By the time I graduated (sort of) from arts school, having studied Contemporary Performance Practice at the Royal Conservatoire of Scotland I had been told to make work about my absent Black father, been wrapped up in bandages and carried across the stage “because you know, ancient Egypt,” been mistaken for the only other Black student in the entire college on a daily basis, had to create freeze frames of “what it was like when white soldiers came to my village in Africa to steal me away” and asked to stand on a chair in an all-white class, whilst my peer auctioned me off as a slave. When I questioned any of this, I was told it was my fault, that I was struggling, that I was being difficult, disrespectful and my grades suffered accordingly. By the time I left art school, I had decided never to perform again for an all/majority-white audience. At that time, this meant never performing again.

Seven years later I walk into the Copeland Gallery in the middle of the contentious space that is Bussey Building in the heart of still here/gentrifying/holding on/reclaimed/occupied/white-washed Peckham. I walk into a courtyard full of friends and colleagues and artists I know the name of and have been fangurling for several years; full of strangers who look like family, like kin.
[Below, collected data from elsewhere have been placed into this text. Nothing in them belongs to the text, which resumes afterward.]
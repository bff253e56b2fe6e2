//! Conversion of raw XML text tokens into exact amounts and calendar dates.
//!
//! FatturaPA writes amounts with a dot separator, but hand-edited documents
//! occasionally carry a comma. Both are accepted. Anything else is absorbed:
//! the amount readers fall back to zero and the date reader to `None`.

use std::str::FromStr;

use chrono::NaiveDate;
use rust_decimal::{Decimal, RoundingStrategy};

/// Decimal places kept for unit prices.
pub const UNIT_PRICE_SCALE: u32 = 8;

/// Parse an amount, returning `None` for blank or malformed input.
pub fn try_parse_amount(raw: &str) -> Option<Decimal> {
    let trimmed = raw.trim();
    if trimmed.is_empty() {
        return None;
    }
    let normalized = trimmed.replace(',', ".");
    Decimal::from_str(&normalized).ok()
}

/// Parse an amount, falling back to zero for blank or malformed input.
pub fn parse_amount(raw: &str) -> Decimal {
    match try_parse_amount(raw) {
        Some(value) => value,
        None => {
            if !raw.trim().is_empty() {
                tracing::warn!(token = raw, "malformed amount, using zero");
            }
            Decimal::ZERO
        }
    }
}

/// Parse a unit price and round it to [`UNIT_PRICE_SCALE`] places.
pub fn parse_unit_price(raw: &str) -> Decimal {
    parse_amount(raw).round_dp_with_strategy(UNIT_PRICE_SCALE, RoundingStrategy::MidpointAwayFromZero)
}

/// Parse a literal `YYYY-MM-DD` date. Any other shape yields `None`.
pub fn parse_date(raw: &str) -> Option<NaiveDate> {
    let s = raw.trim();
    let bytes = s.as_bytes();
    let shaped = bytes.len() == 10
        && bytes[4] == b'-'
        && bytes[7] == b'-'
        && bytes
            .iter()
            .enumerate()
            .all(|(i, b)| i == 4 || i == 7 || b.is_ascii_digit());
    if !shaped {
        if !s.is_empty() {
            tracing::warn!(token = raw, "date is not YYYY-MM-DD, leaving it empty");
        }
        return None;
    }
    NaiveDate::parse_from_str(s, "%Y-%m-%d").ok()
}

/// Parse a positive line number; zero, negative and malformed values yield `None`.
pub fn parse_line_number(raw: &str) -> Option<u32> {
    raw.trim().parse::<u32>().ok().filter(|n| *n > 0)
}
I walk into a gallery full of interdisciplinary work that begins to, in slow — at times tentative, at times bold but always unapologetic brush strokes and poems and images and materials spilling out all over the floor — unpack what it is to be a Black queer artist in London in 2019. I think about what is now possible because of organisers like BBZ, and artists like those featured, building on the shoulders of so many amazing QTIBPOC artists who have come and fought and made art before us. Made manifest in Favour J’s “Divinity,” towering like the lineage I wanted to feel when I went to watch Black Panther and we took up three whole rows, like the possibility of an army of Black folx, like the dream of a Black queer futurity, of an inter-species alliance, of a multi-species justice; I feel I am in the presence of ancestors.
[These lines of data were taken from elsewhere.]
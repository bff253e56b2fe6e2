use thiserror::Error;

/// Errors that can occur while extracting, classifying or persisting an invoice.
#[derive(Debug, Error)]
#[non_exhaustive]
pub enum FatturaError {
    /// The payload is not well-formed XML.
    #[error("XML error: {0}")]
    Xml(String),

    /// The document root is not a FatturaPA v1.2 `FatturaElettronica` element.
    #[error("unsupported document: {0}")]
    UnsupportedDocument(String),

    /// A structural section required to read the invoice is absent.
    #[error("missing required element {0}")]
    MissingElement(&'static str),

    /// A party carries neither a VAT id nor a fiscal code.
    #[error("{0} has no VAT id or fiscal code")]
    MissingIdentifier(&'static str),

    /// No company is flagged as the operating company.
    #[error("no operating company is configured")]
    OperatingCompanyMissing,

    /// More than one company is flagged as the operating company.
    #[error("{0} companies are flagged as operating company, expected exactly one")]
    OperatingCompanyAmbiguous(usize),

    /// The configured operating VAT id does not match any company.
    #[error("operating company with VAT id '{0}' not found")]
    UnknownOperatingCompany(String),

    /// Summing the amounts of an element left the representable range.
    #[error("amount overflow while summing {0}")]
    AmountOverflow(&'static str),

    /// The upload was refused before parsing (e.g. wrong file extension).
    #[error("{0}")]
    Rejected(String),

    /// The backing store refused or failed an operation.
    #[error(transparent)]
    Store(#[from] StoreError),
}

/// Errors raised by repository implementations.
#[derive(Debug, Error)]
#[non_exhaustive]
pub enum StoreError {
    /// A record failed persistence validation.
    #[error("invalid {entity}: {}", join_errors(.errors))]
    Invalid {
        entity: &'static str,
        errors: Vec<ValidationError>,
    },

    /// A uniqueness or reference constraint was violated.
    #[error("constraint violated: {0}")]
    Constraint(String),

    /// A referenced record does not exist.
    #[error("{entity} #{id} not found")]
    NotFound { entity: &'static str, id: u64 },

    /// Transaction bookkeeping error (e.g. nested begin, commit without begin).
    #[error("transaction error: {0}")]
    Transaction(String),

    /// Snapshot read/write failure.
    #[error("storage I/O error: {0}")]
    Io(String),
}

fn join_errors(errors: &[ValidationError]) -> String {
    errors
        .iter()
        .map(ToString::to_string)
        .collect::<Vec<_>>()
        .join("; ")
}

/// A single validation error with field path and message.
#[derive(Debug, Clone, PartialEq, Eq)]
pub struct ValidationError {
    /// Dot-separated path to the invalid field (e.g. "lines[2].line_number").
    pub field: String,
    /// Human-readable error description.
    pub message: String,
}

impl std::fmt::Display for ValidationError {
    fn fmt(&self, f: &mut std::fmt::Formatter<'_>) -> std::fmt::Result {
        write!(f, "{}: {}", self.field, self.message)
    }
}

impl ValidationError {
    pub fn new(field: impl Into<String>, message: impl Into<String>) -> Self {
        Self {
            field: field.into(),
            message: message.into(),
        }
    }
}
Flavour J, “Divinity and Ododo.”

Now in its second year, the BBZ Alternative Grad Show with guest curator Deborah Joyce Holman takes up an exquisite amount of space. A gallery that could have taken a group show of twice as many artists all crammed in together, instead breathes thrummingly with a contagious meditation creating pockets of focus around each art work so that even at the opening, where you can rarely see the art anyway, you’re pulled in, seduced, enraptured. Packed and buzzing, bubbles flowing, bodies talking humming and vibrating with presence. Ten years ago I couldn’t imagine being in such a space, graduating into such an environment. I am filled with excitement at what can be catalysed in a space created FUBU, I am filled with anticipation for what these artists might achieve in a still predominantly white commercial art world with this community and validation behind them.

Ebun Sodipo, “In the thick of it.”

“at first all you did was drift immersed in the space of unknowing” – Ebun Sodipo “in the thick of it” (2019)
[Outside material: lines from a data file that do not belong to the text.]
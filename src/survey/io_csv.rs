// Primitives for reading CSV files.

use crate::survey::{io_common::*, *};

pub fn read_csv_dataset(path: &str) -> BAppResult<Vec<ScenarioRow>> {
    let rdr = csv::ReaderBuilder::new()
        .has_headers(false)
        .flexible(true)
        .from_path(path)
        .context(CsvOpenSnafu { path })?;
    let mut records = rdr.into_records();

    let header: Vec<String> = match records.next() {
        Some(line_r) => line_r
            .context(CsvLineParseSnafu { lineno: 1_usize })?
            .iter()
            .map(|s| s.to_string())
            .collect(),
        None => {
            return DatasetSchemaSnafu {
                path,
                lineno: 1_usize,
                message: "the file is empty",
            }
            .fail()
            .map_err(Box::new)
        }
    };
    check_header(path, &header)?;

    let mut res: Vec<ScenarioRow> = Vec::new();
    for (idx, line_r) in records.enumerate() {
        // The header is line 1.
        let lineno = idx + 2;
        let line = line_r.context(CsvLineParseSnafu { lineno })?;
        let fields = trim_trailing_empty(line.iter().map(|s| s.to_string()).collect());
        if let Some(row) = build_row(path, lineno, &fields)? {
            res.push(row);
        }
    }
    Ok(res)
}

#[cfg(test)]
mod tests {
    use super::*;

    #[test]
    fn reads_rows_and_skips_notes() {
        let dir = tempfile::tempdir().unwrap();
        let p = dir.path().join("data.csv");
        fs::write(
            &p,
            "\u{feff}Task,Alternative,Time,Cost,Wait\n\
             1,e-rickshaw,12,20,5\n\
             Block 2,,,,\n\
             2,walking,30,0,0\n",
        )
        .unwrap();
        let rows = read_csv_dataset(p.to_str().unwrap()).unwrap();
        assert_eq!(rows.len(), 2);
        assert_eq!(rows[1].task_id, 2);
        assert_eq!(rows[1].alternative, Alternative::Walking);
    }

    #[test]
    fn wrong_column_count_is_reported() {
        let dir = tempfile::tempdir().unwrap();
        let p = dir.path().join("data.csv");
        fs::write(&p, "Task,Alternative,Time,Cost\n1,walking,3,0\n").unwrap();
        let err = read_csv_dataset(p.to_str().unwrap()).unwrap_err();
        assert!(matches!(*err, AppError::DatasetSchema { lineno: 1, .. }));
    }

    #[test]
    fn missing_file() {
        let err = read_csv_dataset("/nonexistent/survey_data.csv").unwrap_err();
        assert!(matches!(*err, AppError::CsvOpen { .. }));
    }
}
The word/lds of Ebun Sodipo sweep me up mid-sentence as soon as I enter the space, so that I am forced to stop my conversation and scan the wall, engrossed. Eyes traverse the non-linear fragments of text, making a sort of imperfect whole. They fill some of the holes inside me, the pieces leftover by violence and love, the pieces I can’t live with or without. The beautifully composed (if perpetually falling apart) red, pink and white newspaper elaborates: “Their [Sodipo’s] work speaks to the loss, despair, frustration and trauma present in the histories of Black, gender and non-confirming bodies living through racial capitalism and the end of the world.” As a science fiction writer, climate change researcher and member of earth’s inhabitants in 2019, these are all concepts as familiar to me as my bones. Rather than the increasingly expensive return to minimalism I’ve seen across the Black art world in response to these times (such as artist Faisal Abdu’Allah’s 24k gold barbershop chair complete with a set of barber’s clippers and a gold-plated bust of himself in an otherwise empty black room), there is a plasticity, an unfettered excess and an unabashed sort of exposure running throughout each of the works.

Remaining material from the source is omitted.